Son yıllarda pandemi, ekonomik kriz ve ağır çalışma koşullarının yarattığı buhranla yurt dışında yaşama isteği tıp öğrencilerinde de arttı. Öğrencilerin mesleki motivasyonu sadece yurt dışında yaşamaya yönelik dil öğrenmeye dönmeye başladı. Böylesi bir dönemde Çanakkale Onsekiz Mart Üniversitesi (ÇOMÜ) Tıp Fakültesi 4. sınıf öğrencisi Doğa tıp öğrencilerinin yaşadığı kaygıyı anlatıyor.
Doktorluğun prestiji yüksek bir meslek olması ve “yüksek puanının boşa gitmemesi” sebepleriyle ailesi ve öğretmenleri tarafından Tıp bölümüne yönlendirilmiş Doğa. Tüm bunlara rağmen severek ve isteyerek seçmiş bölümünü. Ama mesleği seçerken beklentileri, okuduğu dört yılın sonunda aynı kalmamış: “Şiddet vakaları, intiharlar, mobbing, özlük haklarının verilmemesi, çok uzun çalışma saatlerinden dolayı yaşanan burn-uplar… Bunların hiçbirinden o zaman haberim yoktu. Birçok hakkımız gasbedildi. Özellikle pandemi sürecinde çok fazla emeğimiz sömürüldü. Karşılığını alamadığımız çok fazla fedakarlıklar yapmak durumunda kaldık ve bu fedakarlıkların hepsi mesleğimizin kutsallığına verilip asılsızlaştırıldı. Ama bizler kutsal canlılar değil insanız, bunun da görülmesi gerekiyordu en başından.”
HAYALLER HAYATLAR…
Okuduğu bölümün çok zor olduğunu, buna karşın mezun olduklarında insanca koşullarda çalışamayacaklarını, 36 saate dayanan nöbet sürelerinin ardından mesaiye giden arkadaşlarının olduğunu belirtti.

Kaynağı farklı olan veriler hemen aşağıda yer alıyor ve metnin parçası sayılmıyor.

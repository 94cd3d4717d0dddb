use std::sync::{Arc, PoisonError};

use async_trait::async_trait;

use crate::domain::cart::errors::CartError;
use crate::domain::cart::model::SharedCartLedger;
use crate::domain::cart::use_cases::clear::ClearCartUseCase;
use crate::domain::logger::Logger;

pub struct ClearCartUseCaseImpl {
    pub ledger: SharedCartLedger,
    pub logger: Arc<dyn Logger>,
}

#[async_trait]
impl ClearCartUseCase for ClearCartUseCaseImpl {
    async fn execute(&self) -> Result<usize, CartError> {
        self.logger.info("Clearing cart");
        let dropped = self
            .ledger
            .lock()
            .unwrap_or_else(PoisonError::into_inner)
            .clear();
        self.logger
            .info(&format!("Cart cleared: {} entries removed", dropped));
        Ok(dropped)
    }
}

#[cfg(test)]
mod tests {
    use super::*;
    use crate::domain::cart::model::CartLedger;
    use crate::domain::catalog::model::{Item, ItemKind, NewItemProps};
    use crate::domain::catalog::store::CatalogStore;
    use crate::domain::catalog::value_objects::{Category, ItemId};
    use crate::domain::notifier::{Notification, Notifier};
    use bigdecimal::BigDecimal;
    use mockall::mock;
    use std::sync::Mutex;

    mock! {
        pub Log {}

        impl Logger for Log {
            fn info(&self, message: &str);
            fn warn(&self, message: &str);
            fn error(&self, message: &str);
            fn debug(&self, message: &str);
        }
    }

    mock! {
        pub Notify {}

        impl Notifier for Notify {
            fn notify(&self, notification: Notification);
        }
    }

    #[tokio::test]
    async fn should_drop_all_entries_and_notify_once() {
        let item = Item::new(NewItemProps {
            id: ItemId::new(1),
            name: "Smart Fitness Watch".to_string(),
            category: Category::new("Electronics"),
            description: None,
            price: Some(BigDecimal::from(200)),
            rating: None,
            stock: 8,
            kind: ItemKind::Product {
                original_price: None,
                reviews: 89,
                on_sale: false,
            },
        })
        .unwrap();
        let catalog = Arc::new(CatalogStore::new(vec![], vec![item]).unwrap());
        let mut notifier = MockNotify::new();
        notifier
            .expect_notify()
            .withf(|n| n.title == "Added to Cart")
            .returning(|_| ());
        notifier
            .expect_notify()
            .withf(|n| n.title == "Cart Cleared")
            .times(1)
            .returning(|_| ());
        let ledger = Arc::new(Mutex::new(CartLedger::new(catalog, Arc::new(notifier))));
        ledger.lock().unwrap().add(ItemId::new(1)).unwrap();
        let mut logger = MockLog::new();
        logger.expect_info().returning(|_| ());

        let use_case = ClearCartUseCaseImpl {
            ledger: Arc::clone(&ledger),
            logger: Arc::new(logger),
        };

        assert_eq!(use_case.execute().await.unwrap(), 1);
        assert_eq!(use_case.execute().await.unwrap(), 0);
        assert!(ledger.lock().unwrap().is_empty());
    }
}
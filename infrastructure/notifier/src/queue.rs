use std::collections::VecDeque;
use std::sync::{Mutex, PoisonError};

use business::domain::notifier::{Notification, Notifier};
use tracing::info;

pub const DEFAULT_CAPACITY: usize = 50;

/// Notifier that keeps the most recent notifications until the presentation
/// layer drains them. When full, the oldest notification is dropped.
pub struct QueuedNotifier {
    capacity: usize,
    queue: Mutex<VecDeque<Notification>>,
}

impl QueuedNotifier {
    pub fn new(capacity: usize) -> Self {
        let capacity = capacity.max(1);
        Self {
            capacity,
            queue: Mutex::new(VecDeque::with_capacity(capacity)),
        }
    }

    /// Takes every pending notification, oldest first.
    pub fn drain(&self) -> Vec<Notification> {
        self.queue
            .lock()
            .unwrap_or_else(PoisonError::into_inner)
            .drain(..)
            .collect()
    }

    pub fn len(&self) -> usize {
        self.queue
            .lock()
            .unwrap_or_else(PoisonError::into_inner)
            .len()
    }

    pub fn is_empty(&self) -> bool {
        self.len() == 0
    }
}

impl Default for QueuedNotifier {
    fn default() -> Self {
        Self::new(DEFAULT_CAPACITY)
    }
}

impl Notifier for QueuedNotifier {
    fn notify(&self, notification: Notification) {
        info!(
            target: "storefront::notifications",
            title = %notification.title,
            variant = %notification.variant,
            "{}",
            notification.description
        );

        let mut queue = self.queue.lock().unwrap_or_else(PoisonError::into_inner);
        if queue.len() == self.capacity {
            queue.pop_front();
        }
        queue.push_back(notification);
    }
}

#[cfg(test)]
mod tests {
    use super::*;

    #[test]
    fn should_return_notifications_in_emission_order() {
        let notifier = QueuedNotifier::new(10);
        notifier.notify(Notification::new("Added to Cart", "first"));
        notifier.notify(Notification::new("Cart Updated", "second"));

        let drained = notifier.drain();

        let titles: Vec<&str> = drained.iter().map(|n| n.title.as_str()).collect();
        assert_eq!(titles, vec!["Added to Cart", "Cart Updated"]);
    }

    #[test]
    fn should_be_empty_after_drain() {
        let notifier = QueuedNotifier::default();
        notifier.notify(Notification::new("Added to Wishlist", "Item added to your wishlist."));

        assert_eq!(notifier.len(), 1);
        notifier.drain();
        assert!(notifier.is_empty());
        assert!(notifier.drain().is_empty());
    }

    #[test]
    fn should_drop_oldest_when_full() {
        let notifier = QueuedNotifier::new(2);
        notifier.notify(Notification::new("one", ""));
        notifier.notify(Notification::new("two", ""));
        notifier.notify(Notification::new("three", ""));

        let titles: Vec<String> = notifier.drain().into_iter().map(|n| n.title).collect();
        assert_eq!(titles, vec!["two", "three"]);
    }

    #[test]
    fn should_keep_at_least_one_slot() {
        let notifier = QueuedNotifier::new(0);
        notifier.notify(Notification::new("only", ""));
        notifier.notify(Notification::new("latest", ""));

        let drained = notifier.drain();
        assert_eq!(drained.len(), 1);
        assert_eq!(drained[0].title, "latest");
    }
}
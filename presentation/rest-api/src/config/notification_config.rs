use notifier::queue::DEFAULT_CAPACITY;

use super::error::ConfigError;

/// Environment variables:
/// - NOTIFICATION_QUEUE_CAPACITY: pending notifications kept before the
///   oldest is dropped (default: 50)
#[derive(Debug, Clone)]
pub struct NotificationConfig {
    pub capacity: usize,
}

impl NotificationConfig {
    pub fn from_env() -> Result<Self, ConfigError> {
        Self::parse(std::env::var("NOTIFICATION_QUEUE_CAPACITY").ok().as_deref())
    }

    fn parse(raw: Option<&str>) -> Result<Self, ConfigError> {
        let capacity = match raw {
            None => DEFAULT_CAPACITY,
            Some(value) => match value.trim().parse::<usize>() {
                Ok(capacity) if capacity > 0 => capacity,
                _ => {
                    return Err(ConfigError::Invalid {
                        key: "NOTIFICATION_QUEUE_CAPACITY",
                        value: value.to_string(),
                    });
                }
            },
        };
        Ok(Self { capacity })
    }
}

#[cfg(test)]
mod tests {
    use super::*;

    #[test]
    fn should_default_capacity_when_unset() {
        assert_eq!(NotificationConfig::parse(None).unwrap().capacity, DEFAULT_CAPACITY);
    }

    #[test]
    fn should_parse_capacity() {
        assert_eq!(NotificationConfig::parse(Some(" 10 ")).unwrap().capacity, 10);
    }

    #[test]
    fn should_reject_zero_or_garbage() {
        assert!(NotificationConfig::parse(Some("0")).is_err());
        assert!(NotificationConfig::parse(Some("many")).is_err());
    }
}
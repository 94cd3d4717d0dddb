use bigdecimal::BigDecimal;
use serde::Deserialize;

use business::domain::catalog::directory::{
    CatalogDirectory, CodingPlatform, RecentResource, ResourceFormat,
};
use business::domain::catalog::model::{ItemKind, NewItemProps};
use business::domain::catalog::repository::CatalogPayload;
use business::domain::catalog::value_objects::{Category, Difficulty, ItemId};
use business::domain::errors::RepositoryError;

#[derive(Debug, Clone, Copy, PartialEq, Eq, Deserialize)]
#[serde(rename_all = "snake_case")]
pub enum ItemKindEntity {
    Product,
    Resource,
}

/// One record of a catalog seed file. Prices are decimal strings.
#[derive(Debug, Deserialize)]
#[serde(rename_all = "camelCase")]
pub struct ItemEntity {
    pub id: Option<u32>,
    pub kind: ItemKindEntity,
    pub name: String,
    pub category: String,
    pub description: Option<String>,
    pub price: Option<BigDecimal>,
    pub original_price: Option<BigDecimal>,
    pub rating: Option<f64>,
    #[serde(default)]
    pub reviews: u32,
    #[serde(default)]
    pub stock: u32,
    #[serde(default)]
    pub sale: bool,
    #[serde(default)]
    pub files: u32,
    #[serde(default)]
    pub videos: u32,
    pub difficulty: Option<Difficulty>,
}

#[derive(Debug, Deserialize)]
pub struct CodingPlatformEntity {
    pub name: String,
    pub url: String,
    #[serde(default)]
    pub description: String,
    #[serde(default)]
    pub users: String,
}

#[derive(Debug, Deserialize)]
pub struct RecentResourceEntity {
    pub title: String,
    #[serde(rename = "type")]
    pub format: ResourceFormat,
    pub time: String,
}

#[derive(Debug, Deserialize)]
#[serde(rename_all = "camelCase")]
pub struct CatalogEntity {
    #[serde(default)]
    pub categories: Vec<String>,
    pub items: Vec<ItemEntity>,
    #[serde(default)]
    pub coding_platforms: Vec<CodingPlatformEntity>,
    #[serde(default)]
    pub recently_added: Vec<RecentResourceEntity>,
}

impl CodingPlatformEntity {
    pub fn into_domain(self) -> Result<CodingPlatform, RepositoryError> {
        if self.name.trim().is_empty() || self.url.trim().is_empty() {
            return Err(RepositoryError::Malformed);
        }
        Ok(CodingPlatform {
            name: self.name,
            url: self.url,
            description: self.description,
            users: self.users,
        })
    }
}

impl From<RecentResourceEntity> for RecentResource {
    fn from(entity: RecentResourceEntity) -> Self {
        Self {
            title: entity.title,
            format: entity.format,
            added: entity.time,
        }
    }
}

impl ItemEntity {
    pub fn into_domain(self, id: ItemId) -> Result<NewItemProps, RepositoryError> {
        let kind = match self.kind {
            ItemKindEntity::Product => ItemKind::Product {
                original_price: self.original_price,
                reviews: self.reviews,
                on_sale: self.sale,
            },
            ItemKindEntity::Resource => ItemKind::Resource {
                files: self.files,
                videos: self.videos,
                difficulty: self.difficulty.ok_or(RepositoryError::Malformed)?,
            },
        };

        Ok(NewItemProps {
            id,
            name: self.name,
            category: Category::new(self.category),
            description: self.description,
            price: self.price,
            rating: self.rating,
            stock: self.stock,
            kind,
        })
    }
}

impl CatalogEntity {
    /// Records without an `id` get the next id after the largest explicit one,
    /// in payload order.
    pub fn into_payload(self) -> Result<CatalogPayload, RepositoryError> {
        let mut next_id = self
            .items
            .iter()
            .filter_map(|item| item.id)
            .max()
            .map_or(Some(1), |max| max.checked_add(1));

        let mut items = Vec::with_capacity(self.items.len());
        for entity in self.items {
            let id = match entity.id {
                Some(id) => id,
                None => {
                    let id = next_id.ok_or(RepositoryError::Malformed)?;
                    next_id = id.checked_add(1);
                    id
                }
            };
            items.push(entity.into_domain(ItemId::new(id))?);
        }

        let platforms = self
            .coding_platforms
            .into_iter()
            .map(CodingPlatformEntity::into_domain)
            .collect::<Result<Vec<_>, _>>()?;

        Ok(CatalogPayload {
            categories: self.categories.into_iter().map(Category::new).collect(),
            items,
            directory: CatalogDirectory {
                platforms,
                recently_added: self.recently_added.into_iter().map(Into::into).collect(),
            },
        })
    }
}

#[cfg(test)]
mod tests {
    use super::*;
    use std::str::FromStr;

    fn parse(json: &str) -> CatalogEntity {
        serde_json::from_str(json).unwrap()
    }

    #[test]
    fn should_map_product_fields() {
        let entity = parse(
            r#"{"items":[{"id":1,"kind":"product","name":"Wireless Bluetooth Headphones",
            "category":"Electronics","price":"79.99","originalPrice":"99.99",
            "rating":4.5,"reviews":127,"stock":15,"sale":true}]}"#,
        );

        let payload = entity.into_payload().unwrap();

        assert!(payload.categories.is_empty());
        let item = &payload.items[0];
        assert_eq!(item.id, ItemId::new(1));
        assert_eq!(item.price, Some(BigDecimal::from_str("79.99").unwrap()));
        assert_eq!(item.stock, 15);
        assert_eq!(
            item.kind,
            ItemKind::Product {
                original_price: Some(BigDecimal::from_str("99.99").unwrap()),
                reviews: 127,
                on_sale: true,
            }
        );
    }

    #[test]
    fn should_assign_ids_after_largest_explicit_id() {
        let entity = parse(
            r#"{"items":[
                {"kind":"resource","name":"A","category":"Theory","difficulty":"Beginner"},
                {"id":7,"kind":"resource","name":"B","category":"Theory","difficulty":"Advanced"},
                {"kind":"resource","name":"C","category":"Theory","difficulty":"Intermediate"}
            ]}"#,
        );

        let payload = entity.into_payload().unwrap();

        let ids: Vec<u32> = payload.items.iter().map(|i| i.id.value()).collect();
        assert_eq!(ids, vec![8, 7, 9]);
    }

    #[test]
    fn should_start_ids_at_one_when_none_given() {
        let entity = parse(
            r#"{"items":[
                {"kind":"resource","name":"A","category":"Theory","difficulty":"Beginner"},
                {"kind":"resource","name":"B","category":"Theory","difficulty":"Beginner"}
            ]}"#,
        );

        let ids: Vec<u32> = entity
            .into_payload()
            .unwrap()
            .items
            .iter()
            .map(|i| i.id.value())
            .collect();
        assert_eq!(ids, vec![1, 2]);
    }

    #[test]
    fn should_reject_resource_without_difficulty() {
        let entity = parse(r#"{"items":[{"kind":"resource","name":"A","category":"Theory"}]}"#);

        assert!(matches!(
            entity.into_payload().unwrap_err(),
            RepositoryError::Malformed
        ));
    }

    #[test]
    fn should_map_directory_listings() {
        let entity = parse(
            r#"{"items":[],
            "codingPlatforms":[{"name":"LeetCode","url":"https://leetcode.com",
                "description":"Practice coding problems","users":"50M+"}],
            "recentlyAdded":[{"title":"SQL Query Optimization","type":"PDF","time":"3 days ago"}]}"#,
        );

        let directory = entity.into_payload().unwrap().directory;

        assert_eq!(directory.platforms[0].users, "50M+");
        assert_eq!(directory.recently_added[0].format, ResourceFormat::Pdf);
        assert_eq!(directory.recently_added[0].added, "3 days ago");
    }

    #[test]
    fn should_reject_platform_without_url() {
        let entity = parse(r#"{"items":[],"codingPlatforms":[{"name":"LeetCode","url":""}]}"#);

        assert!(matches!(
            entity.into_payload().unwrap_err(),
            RepositoryError::Malformed
        ));
    }
}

‘BURADA KALMAK BENİM İÇİN HER GEÇEN GÜN ZORLAŞACAK’
Cumhurbaşkanı Erdoğan’ın yurt dışında insanca yaşama koşullarında çalışmak isteyen doktorlara ve doktor adaylarına yönelik “gidiyorlarsa gitsinler” söyleminin kendisine nasıl hissettirdiğini şu sözlerle anlatıyor: “Bana, burada kaldıkça, hiçbir zaman kazanamayacağımı ve sürgün edilmiş, terk edilmiş hissettirdi. Çok fazla öfke duydum. Onlar beni hep hor görecekler, hiçbir zaman yaptıklarımın karşılığını vermeyecekler. Dolayısıyla burada kalmak benim için her geçen gün zorlaşacak.”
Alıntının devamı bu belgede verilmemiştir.